Una cabellera
rubia destacaba sobre un montón de cabezas núbiles que pasaban desapercibidas -aunque lo habían aparentado, pues en el fondo eran sutiles, lumbreras, incluso
perversas-. Aquella melena áurea -como una diosa que posaba para orfebres
micénicos- lucía blandos y vibrantes rizos. Nos separaba "la pasarela de la
mujer invisible", pues el profesor, discutido y admirado,
rara vez se doblegaba yendo al terreno de lo mundano (vivía en su autoritaria
burbuja docente). Ella sobresalía como una cantante que sale al
escenario y, de simple gata, entre bambalinas, se transforma en pantera.
Destacaba por su verbo grácil y exacto, como esas gotas que llaman a la
ventana, sin permiso, sin fuerza descontrolada, con el contacto idóneo para que
retumbe en nuestros tímpanos lo suficiente, y para que queden grabadas en
nuestra memoria y pegadas, trémulas, en el cristal.

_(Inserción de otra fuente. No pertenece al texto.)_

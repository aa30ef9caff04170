//! Field name mapping between declared schema names and the text form
//!
//! Schemas declare fields in snake_case; the text form uses camelCase:
//! the first word is kept as-is, every following word is capitalized
//! (first letter upper-cased, remainder lower-cased) and the words are
//! joined without separators.

/// Text-form name for a declared field name
pub fn json_name(field_name: &str) -> String {
    if !field_name.contains('_') {
        return field_name.to_string();
    }

    let mut words = field_name.split('_');
    let mut result = words.next().unwrap_or_default().to_string();
    for word in words {
        result.push_str(&capitalize(word));
    }
    result
}

fn capitalize(word: &str) -> String {
    let mut chars = word.chars();
    match chars.next() {
        Some(first) => first
            .to_uppercase()
            .chain(chars.flat_map(char::to_lowercase))
            .collect(),
        None => String::new(),
    }
}
/// Rendering of a `google.protobuf.NullValue` enum value, if that is the type
pub(super) fn null_value(desc: &MessageDescriptor, field: &FieldDescriptor) -> Option<Json> {
    desc.enum_type(field)
        .filter(|e| e.full_name() == NULL_VALUE)
        .map(|_| Json::Null)
}

/// Special rendering of a well-known message, `None` for ordinary rendering
pub(super) fn to_json(message: &DynamicMessage, include_defaults: bool) -> Option<Json> {
    let desc = message.descriptor();
    match desc.full_name() {
        TIMESTAMP => {
            let (seconds, nanos) = seconds_and_nanos(message);
            timestamp_to_string(seconds, nanos).map(Json::String)
        }
        DURATION => {
            let (seconds, nanos) = seconds_and_nanos(message);
            duration_to_string(seconds, nanos).map(Json::String)
        }
        FIELD_MASK => {
            let paths = match message.get_by_name("paths") {
                Some(Value::List(items)) => items
                    .iter()
                    .map(|item| match item {
                        Value::String(path) => snake_to_camel(path),
                        _ => None,
                    })
                    .collect::<Option<Vec<_>>>()?,
                _ => Vec::new(),
            };
            Some(Json::String(paths.join(",")))
        }
        STRUCT | LIST_VALUE => {
            let field = desc.field_by_number(1)?;
            Some(field_to_json(desc, field, &message.get_or_default(field), include_defaults))
        }
        VALUE => {
            let Some((field, value)) = message.fields().next() else {
                return Some(Json::Null);
            };
            if field.name == "null_value" {
                return Some(Json::Null);
            }
            Some(element_to_json(desc, field, value, include_defaults))
        }
        ANY => any_to_json(message, include_defaults),
        name if WRAPPERS.contains(&name) => {
            let field = desc.field_by_name("value")?;
            Some(element_to_json(desc, field, &message.get_or_default(field), include_defaults))
        }
        _ => None,
    }
}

La recuerdo esbelta -digo bien, la recuerdo, porque eso es todo
cuanto hay ahí fuera, en el exterior (lectura interior de la memoria):
recuerdos-. ¿Y si solo fuésemos evocación?, ¿o individualidad: punto de partida y
al mismo tiempo de salida? Todo hacia
el interior de la individualidad, ésta como un punto de inflexión, pero de ahí
hacia una ruta contraria, a lo más cercano (ya en lo externo). En aquella
aula, lo más próximo para mí era la musa de cabellos fulgurantes y
ensortijados, una fémina individualista o reflejo rimbombante de la esencia de
un espejo ocultador de sí misma.
Algunas veces reía, no siempre
en el mismo color. Para mí reía en azul, era la flor de los pájaros azules. Hay segundos cromáticos que se dilatan perpetuos. Por
ejemplo, estar sentado frente al ordenador, a las cinco de la tarde, en un día
despejado, en primavera...; y mientras el sol se extiende, dorado, tímido y
tenaz, sobre la añoranza de la piel del perfil de un rostro (el de Ela), algo se desvanece, hacia un duermevela, y se mina la escritura que las entrañas dictan. Se descubre el telón.
Lo que domina la vista onírica es un color rojo, irradiado y eterno.